If you're looking for something a little sweet, most health food stores have individual vegan treats. If you're looking for genuinely healthy ways to satisfy your sweet tooth, make your own popsicles or indulge in some fruit leather. Fruit in general is like nature's candy bar and gets sweeter when it's dried. But of course, half the time, that totally defeats the point of a sweets craving - in which case, I've heard murmurings of microwave cake. Now, I don't know if there's a vegan version out there (I haven't bothered to look), but if there isn't, I'm planting the seed here and challenging you, dear readers, to figure it out! There's also fridge-friendly treats like jell-o and rice crispy squares. (I guess you don't even have to refrigerate those, but the one time I made them, I did because they weren't really holding together.) And when all else fails, there's always Oreos or Skittles (yep, now gelatin free!).
So remember, kids: don't let your school tell you how to live your life. Being vegan should never feel like a penalty, so seize the moment and show those blood-mouths how it's really done. Above all, stay healthy, and have fun. Vegans rule, school drools, no compromises!

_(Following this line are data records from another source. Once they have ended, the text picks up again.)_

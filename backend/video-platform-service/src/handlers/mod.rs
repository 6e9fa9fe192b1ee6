/// HTTP request handlers and route registration
///
/// Handlers extract the caller, path, query and body, delegate to a service and wrap
/// the result in the response envelope. They hold no business rules.
pub mod comments;
pub mod health;
pub mod likes;
pub mod multipart;
pub mod subscriptions;
pub mod tweets;
pub mod videos;

pub use health::{health_summary, liveness_check, readiness_check};

use crate::error::AppError;
use crate::services::ListOptions;
use actix_web::web;
use query_pipeline::PageQuery;
use serde::{Deserialize, Deserializer};

/// Query string of listing endpoints
#[derive(Debug, Default, Deserialize)]
#[serde(rename_all = "camelCase")]
pub struct ListQuery {
    pub page: Option<String>,
    pub limit: Option<String>,
    pub sort_by: Option<String>,
    pub sort_type: Option<String>,
    /// Channel scope of the video listing
    pub user_id: Option<String>,
}

impl ListQuery {
    pub fn options(&self) -> ListOptions {
        let page = PageQuery {
            page: self.page.clone(),
            limit: self.limit.clone(),
        };
        ListOptions::new(page.request()).sorted_by(self.sort_by.clone(), self.sort_type.clone())
    }
}

/// Deserialize a string with surrounding whitespace removed, so length limits
/// apply to the text that is stored.
pub(crate) fn trimmed<'de, D>(deserializer: D) -> Result<String, D::Error>
where
    D: Deserializer<'de>,
{
    String::deserialize(deserializer).map(|s| s.trim().to_string())
}

/// Rejected JSON bodies are rendered through the error envelope.
pub fn json_config() -> web::JsonConfig {
    web::JsonConfig::default()
        .limit(64 * 1024)
        .error_handler(|err, _req| AppError::validation(format!("Invalid JSON body: {err}")).into())
}

/// Register every resource route. Mounted under `/api/v1` by the server.
pub fn configure(cfg: &mut web::ServiceConfig) {
    cfg.app_data(json_config())
        .service(
            web::scope("/videos")
                .service(
                    web::resource("")
                        .route(web::get().to(videos::list_videos))
                        .route(web::post().to(videos::publish_video)),
                )
                .route(
                    "/toggle/publish/{video_id}",
                    web::patch().to(videos::toggle_publish_status),
                )
                .service(
                    web::resource("/{video_id}")
                        .route(web::get().to(videos::get_video))
                        .route(web::patch().to(videos::update_video))
                        .route(web::delete().to(videos::delete_video)),
                ),
        )
        .service(
            web::scope("/comments")
                .service(
                    web::resource("/c/{comment_id}")
                        .route(web::patch().to(comments::update_comment))
                        .route(web::delete().to(comments::delete_comment)),
                )
                .service(
                    web::resource("/{video_id}")
                        .route(web::get().to(comments::list_video_comments))
                        .route(web::post().to(comments::add_comment)),
                ),
        )
        .service(
            web::scope("/tweets")
                .service(web::resource("").route(web::post().to(tweets::create_tweet)))
                .route("/user/{user_id}", web::get().to(tweets::list_user_tweets))
                .service(
                    web::resource("/{tweet_id}")
                        .route(web::patch().to(tweets::update_tweet))
                        .route(web::delete().to(tweets::delete_tweet)),
                ),
        )
        .service(
            web::scope("/likes")
                .route("/toggle/v/{video_id}", web::post().to(likes::toggle_video_like))
                .route(
                    "/toggle/c/{comment_id}",
                    web::post().to(likes::toggle_comment_like),
                )
                .route("/toggle/t/{tweet_id}", web::post().to(likes::toggle_tweet_like))
                .route("/videos", web::get().to(likes::list_liked_videos)),
        )
        .service(
            web::scope("/subscriptions")
                .service(
                    web::resource("/c/{channel_id}")
                        .route(web::post().to(subscriptions::toggle_subscription))
                        .route(web::get().to(subscriptions::list_channel_subscribers)),
                )
                .route(
                    "/u/{subscriber_id}",
                    web::get().to(subscriptions::list_subscribed_channels),
                ),
        );
}
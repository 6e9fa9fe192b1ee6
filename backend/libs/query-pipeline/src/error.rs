use thiserror::Error;

/// Errors raised while building, compiling or executing a pipeline
#[derive(Debug, Error)]
pub enum PipelineError {
    #[error("unknown field '{field}' on collection '{collection}'")]
    UnknownField {
        collection: &'static str,
        field: String,
    },

    /// Internal fields (credentials, emails) never leave the storage layer.
    #[error("field '{field}' of collection '{collection}' is not public")]
    NonPublicField {
        collection: &'static str,
        field: String,
    },

    #[error("cannot sort by '{field}'; allowed: {allowed}")]
    UnsortableField { field: String, allowed: String },

    #[error("stage references '{field}' which is not produced by a preceding lookup")]
    UnboundLookupField { field: String },

    #[error("invalid stage: {0}")]
    InvalidStage(String),

    #[error("database error: {0}")]
    Database(#[from] sqlx::Error),
}

impl PipelineError {
    /// Errors caused by caller-supplied input rather than by a malformed pipeline.
    pub fn is_client_error(&self) -> bool {
        matches!(self, PipelineError::UnsortableField { .. })
    }
}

* I realize that following this, I propose investing in a series of kitchen wares which CAN be a little pricey. However, I think there's a difference in suggesting long-term investments with low cost-per-uses and a lifestyle predicated on buying tons of novelty vegan crap. Because one month of novelty vegan crap will pay for all these proposed appliances, seriously.
** If you are super bold, you can also opt for a George Foreman Grill, which seems to be available at every thriftstore on the planet. I think most schools don't allow these because they worry you'll leave them plugged in while turned on and burn down the entire dorm. But if you're reading this, I know you're too smart for that - and too vivacious not to break the rules! So consider a George Foreman. It REALLY opens up your options because you can make stuff like panini and quesadillas, waffles and pancakes, or good ol' fashioned grilled veggies and hot dogs. Who doesn't love a nice panino or a fresh waffle? Anyone? Anyone?